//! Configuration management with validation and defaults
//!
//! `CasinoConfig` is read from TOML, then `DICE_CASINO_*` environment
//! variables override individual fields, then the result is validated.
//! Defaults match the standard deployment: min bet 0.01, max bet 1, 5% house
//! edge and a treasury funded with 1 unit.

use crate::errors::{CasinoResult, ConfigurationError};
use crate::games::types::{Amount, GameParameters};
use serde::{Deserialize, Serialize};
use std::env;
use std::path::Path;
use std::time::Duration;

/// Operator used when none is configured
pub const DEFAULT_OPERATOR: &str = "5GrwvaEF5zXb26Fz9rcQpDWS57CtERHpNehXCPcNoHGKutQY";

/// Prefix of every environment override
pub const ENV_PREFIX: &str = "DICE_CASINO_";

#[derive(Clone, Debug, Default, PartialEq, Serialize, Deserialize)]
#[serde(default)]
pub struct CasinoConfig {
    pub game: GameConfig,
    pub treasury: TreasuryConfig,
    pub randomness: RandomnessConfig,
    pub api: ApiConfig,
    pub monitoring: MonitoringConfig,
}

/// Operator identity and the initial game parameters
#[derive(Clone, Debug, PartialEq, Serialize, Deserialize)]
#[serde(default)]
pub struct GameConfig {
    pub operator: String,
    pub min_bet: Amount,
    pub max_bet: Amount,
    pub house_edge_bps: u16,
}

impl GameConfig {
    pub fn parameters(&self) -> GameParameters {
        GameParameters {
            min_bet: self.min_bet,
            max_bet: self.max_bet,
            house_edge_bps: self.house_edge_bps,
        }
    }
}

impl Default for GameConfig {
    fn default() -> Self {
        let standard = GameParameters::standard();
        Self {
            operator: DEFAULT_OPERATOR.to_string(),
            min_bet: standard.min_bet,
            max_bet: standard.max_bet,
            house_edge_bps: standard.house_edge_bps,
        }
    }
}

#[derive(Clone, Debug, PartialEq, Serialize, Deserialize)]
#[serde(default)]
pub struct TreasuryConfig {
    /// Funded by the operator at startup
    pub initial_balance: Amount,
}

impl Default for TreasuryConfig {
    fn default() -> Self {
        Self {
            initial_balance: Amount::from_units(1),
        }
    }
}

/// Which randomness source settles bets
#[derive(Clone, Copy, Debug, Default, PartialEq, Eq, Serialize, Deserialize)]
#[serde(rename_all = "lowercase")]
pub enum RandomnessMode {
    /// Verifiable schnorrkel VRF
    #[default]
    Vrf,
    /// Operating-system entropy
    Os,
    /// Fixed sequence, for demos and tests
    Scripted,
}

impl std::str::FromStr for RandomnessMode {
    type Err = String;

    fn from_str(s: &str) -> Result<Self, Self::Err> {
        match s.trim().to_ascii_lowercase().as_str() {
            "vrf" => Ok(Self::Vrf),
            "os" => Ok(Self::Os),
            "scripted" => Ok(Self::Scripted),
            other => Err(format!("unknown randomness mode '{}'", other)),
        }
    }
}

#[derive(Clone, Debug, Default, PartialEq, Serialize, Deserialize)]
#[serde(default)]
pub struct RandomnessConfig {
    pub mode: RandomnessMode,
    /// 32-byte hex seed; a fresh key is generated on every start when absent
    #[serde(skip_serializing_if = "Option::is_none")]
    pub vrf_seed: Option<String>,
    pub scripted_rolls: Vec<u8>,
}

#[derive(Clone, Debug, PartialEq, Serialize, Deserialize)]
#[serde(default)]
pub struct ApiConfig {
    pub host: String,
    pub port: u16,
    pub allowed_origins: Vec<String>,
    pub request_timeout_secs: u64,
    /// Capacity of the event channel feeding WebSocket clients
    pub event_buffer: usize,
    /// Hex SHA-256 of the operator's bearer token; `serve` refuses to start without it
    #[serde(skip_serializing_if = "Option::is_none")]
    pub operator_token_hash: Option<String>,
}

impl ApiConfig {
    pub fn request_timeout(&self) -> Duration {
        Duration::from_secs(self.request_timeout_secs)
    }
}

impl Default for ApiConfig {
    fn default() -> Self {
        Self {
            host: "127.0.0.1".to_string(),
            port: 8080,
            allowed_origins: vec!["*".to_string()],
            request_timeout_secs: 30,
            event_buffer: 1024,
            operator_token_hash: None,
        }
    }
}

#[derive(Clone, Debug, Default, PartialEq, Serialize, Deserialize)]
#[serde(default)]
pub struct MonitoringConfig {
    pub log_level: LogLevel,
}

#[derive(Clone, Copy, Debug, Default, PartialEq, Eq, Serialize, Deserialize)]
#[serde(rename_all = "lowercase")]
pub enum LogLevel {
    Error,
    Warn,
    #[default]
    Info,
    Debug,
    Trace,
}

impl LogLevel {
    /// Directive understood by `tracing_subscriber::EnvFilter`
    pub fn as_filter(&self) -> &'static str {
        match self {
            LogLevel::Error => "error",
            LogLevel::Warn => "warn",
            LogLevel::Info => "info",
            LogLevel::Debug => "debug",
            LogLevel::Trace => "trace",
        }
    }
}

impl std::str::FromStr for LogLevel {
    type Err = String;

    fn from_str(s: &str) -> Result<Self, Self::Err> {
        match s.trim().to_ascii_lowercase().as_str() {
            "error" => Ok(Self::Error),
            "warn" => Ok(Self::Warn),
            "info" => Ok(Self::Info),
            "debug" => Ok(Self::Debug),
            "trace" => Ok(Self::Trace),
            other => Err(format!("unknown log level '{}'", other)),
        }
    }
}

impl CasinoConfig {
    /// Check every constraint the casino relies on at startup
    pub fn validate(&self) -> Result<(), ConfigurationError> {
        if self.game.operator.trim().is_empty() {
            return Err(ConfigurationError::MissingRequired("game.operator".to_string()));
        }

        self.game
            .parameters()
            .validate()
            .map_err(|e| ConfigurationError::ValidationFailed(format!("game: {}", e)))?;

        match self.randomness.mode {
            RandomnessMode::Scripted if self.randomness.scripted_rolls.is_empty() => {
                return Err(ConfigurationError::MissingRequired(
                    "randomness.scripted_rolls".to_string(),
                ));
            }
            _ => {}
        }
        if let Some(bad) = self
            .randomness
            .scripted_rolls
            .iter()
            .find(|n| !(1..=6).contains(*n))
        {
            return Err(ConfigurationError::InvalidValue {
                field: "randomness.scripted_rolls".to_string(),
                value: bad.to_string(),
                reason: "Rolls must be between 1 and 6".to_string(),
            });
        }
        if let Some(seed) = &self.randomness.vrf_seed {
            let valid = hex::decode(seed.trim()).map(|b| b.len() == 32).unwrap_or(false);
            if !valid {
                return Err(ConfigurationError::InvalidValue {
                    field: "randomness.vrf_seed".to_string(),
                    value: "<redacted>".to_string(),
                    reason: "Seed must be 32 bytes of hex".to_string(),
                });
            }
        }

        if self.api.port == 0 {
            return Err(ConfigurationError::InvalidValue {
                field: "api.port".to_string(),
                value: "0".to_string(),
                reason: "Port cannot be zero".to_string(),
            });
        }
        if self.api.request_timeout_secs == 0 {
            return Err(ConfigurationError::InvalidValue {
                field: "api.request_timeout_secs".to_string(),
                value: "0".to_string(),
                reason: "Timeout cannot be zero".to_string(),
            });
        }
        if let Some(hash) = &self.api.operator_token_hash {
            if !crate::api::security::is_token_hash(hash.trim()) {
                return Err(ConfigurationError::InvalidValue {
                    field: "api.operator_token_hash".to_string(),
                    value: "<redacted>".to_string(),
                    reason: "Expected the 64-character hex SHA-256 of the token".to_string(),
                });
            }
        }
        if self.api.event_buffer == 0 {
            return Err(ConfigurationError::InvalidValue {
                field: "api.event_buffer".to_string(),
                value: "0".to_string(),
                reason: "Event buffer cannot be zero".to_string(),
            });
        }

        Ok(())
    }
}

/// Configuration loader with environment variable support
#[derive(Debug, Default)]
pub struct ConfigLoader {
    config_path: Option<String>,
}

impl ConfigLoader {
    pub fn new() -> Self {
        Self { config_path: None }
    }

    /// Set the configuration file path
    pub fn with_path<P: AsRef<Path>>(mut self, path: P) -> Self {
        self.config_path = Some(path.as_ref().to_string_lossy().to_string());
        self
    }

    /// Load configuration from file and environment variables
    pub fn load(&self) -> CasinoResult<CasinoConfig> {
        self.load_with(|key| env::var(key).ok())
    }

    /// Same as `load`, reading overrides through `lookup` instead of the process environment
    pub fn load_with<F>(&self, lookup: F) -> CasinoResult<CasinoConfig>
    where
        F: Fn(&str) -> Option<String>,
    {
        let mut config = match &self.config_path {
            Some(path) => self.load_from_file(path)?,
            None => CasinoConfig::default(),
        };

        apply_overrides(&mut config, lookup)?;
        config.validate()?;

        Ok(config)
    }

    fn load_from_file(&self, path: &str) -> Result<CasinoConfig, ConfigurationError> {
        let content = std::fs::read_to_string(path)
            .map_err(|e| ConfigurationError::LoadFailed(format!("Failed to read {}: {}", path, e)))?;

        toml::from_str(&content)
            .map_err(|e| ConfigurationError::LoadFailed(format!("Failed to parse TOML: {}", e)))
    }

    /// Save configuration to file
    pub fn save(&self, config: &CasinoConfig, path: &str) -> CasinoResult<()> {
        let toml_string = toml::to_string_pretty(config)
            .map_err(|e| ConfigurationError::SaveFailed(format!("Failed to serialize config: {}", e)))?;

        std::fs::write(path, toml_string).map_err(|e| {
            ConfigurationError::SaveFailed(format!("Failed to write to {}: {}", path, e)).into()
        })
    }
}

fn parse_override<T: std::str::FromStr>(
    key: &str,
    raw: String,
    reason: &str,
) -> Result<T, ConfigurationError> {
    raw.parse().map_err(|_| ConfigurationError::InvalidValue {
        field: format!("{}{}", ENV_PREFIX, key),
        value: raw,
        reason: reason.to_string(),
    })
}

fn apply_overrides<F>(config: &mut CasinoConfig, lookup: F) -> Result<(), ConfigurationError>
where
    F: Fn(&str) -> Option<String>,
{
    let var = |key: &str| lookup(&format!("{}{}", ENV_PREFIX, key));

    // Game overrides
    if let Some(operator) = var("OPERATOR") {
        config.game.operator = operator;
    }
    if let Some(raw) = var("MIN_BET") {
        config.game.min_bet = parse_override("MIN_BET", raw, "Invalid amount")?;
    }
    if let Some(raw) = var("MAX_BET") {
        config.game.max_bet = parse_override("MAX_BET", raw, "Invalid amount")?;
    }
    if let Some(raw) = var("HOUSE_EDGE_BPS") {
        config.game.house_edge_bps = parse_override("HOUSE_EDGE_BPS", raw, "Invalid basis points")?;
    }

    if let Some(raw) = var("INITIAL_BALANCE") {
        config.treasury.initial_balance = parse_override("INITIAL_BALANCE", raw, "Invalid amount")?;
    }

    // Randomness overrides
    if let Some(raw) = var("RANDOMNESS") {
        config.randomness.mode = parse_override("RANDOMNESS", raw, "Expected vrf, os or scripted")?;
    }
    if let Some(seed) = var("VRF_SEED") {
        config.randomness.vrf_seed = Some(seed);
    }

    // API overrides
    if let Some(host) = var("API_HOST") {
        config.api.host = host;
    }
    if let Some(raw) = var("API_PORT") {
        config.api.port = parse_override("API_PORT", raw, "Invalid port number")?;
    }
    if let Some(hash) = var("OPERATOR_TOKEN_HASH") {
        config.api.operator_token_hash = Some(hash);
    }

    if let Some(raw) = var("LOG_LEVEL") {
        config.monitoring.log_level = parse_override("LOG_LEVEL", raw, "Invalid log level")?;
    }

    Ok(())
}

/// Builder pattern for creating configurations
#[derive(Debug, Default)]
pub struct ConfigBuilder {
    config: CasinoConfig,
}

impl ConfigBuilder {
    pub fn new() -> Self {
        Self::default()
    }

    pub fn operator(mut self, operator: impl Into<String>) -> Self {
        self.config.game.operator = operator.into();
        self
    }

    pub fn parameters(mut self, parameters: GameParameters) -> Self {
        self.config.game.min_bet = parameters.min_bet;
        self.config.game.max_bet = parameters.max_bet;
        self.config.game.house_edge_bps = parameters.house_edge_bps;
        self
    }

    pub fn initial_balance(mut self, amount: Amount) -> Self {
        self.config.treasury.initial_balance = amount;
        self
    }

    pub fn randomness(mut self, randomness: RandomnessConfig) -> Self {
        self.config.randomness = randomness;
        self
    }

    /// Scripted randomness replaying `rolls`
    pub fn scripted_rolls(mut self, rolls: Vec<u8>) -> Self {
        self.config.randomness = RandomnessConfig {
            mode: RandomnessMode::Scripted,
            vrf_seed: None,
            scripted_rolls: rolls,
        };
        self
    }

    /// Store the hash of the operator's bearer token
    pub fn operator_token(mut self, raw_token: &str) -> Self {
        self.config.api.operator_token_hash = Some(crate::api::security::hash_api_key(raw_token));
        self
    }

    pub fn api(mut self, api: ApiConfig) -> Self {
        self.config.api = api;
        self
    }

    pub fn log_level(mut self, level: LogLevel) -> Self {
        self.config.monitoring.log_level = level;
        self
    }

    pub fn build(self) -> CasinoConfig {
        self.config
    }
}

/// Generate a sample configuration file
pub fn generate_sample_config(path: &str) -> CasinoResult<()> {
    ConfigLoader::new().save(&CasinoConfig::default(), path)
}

┄┄┄┄┄┄┄┄┄┄┄┄┄┄┄┄┄┄┄┄

Your task: Where the line containing "self.config.monitoring.log_level = level;" appears in the data above, begin there and reproduce every line to the end exactly; include nothing else.

The completed task:
        self.config.monitoring.log_level = level;
        self
    }

    pub fn build(self) -> CasinoConfig {
        self.config
    }
}

/// Generate a sample configuration file
pub fn generate_sample_config(path: &str) -> CasinoResult<()> {
    ConfigLoader::new().save(&CasinoConfig::default(), path)
}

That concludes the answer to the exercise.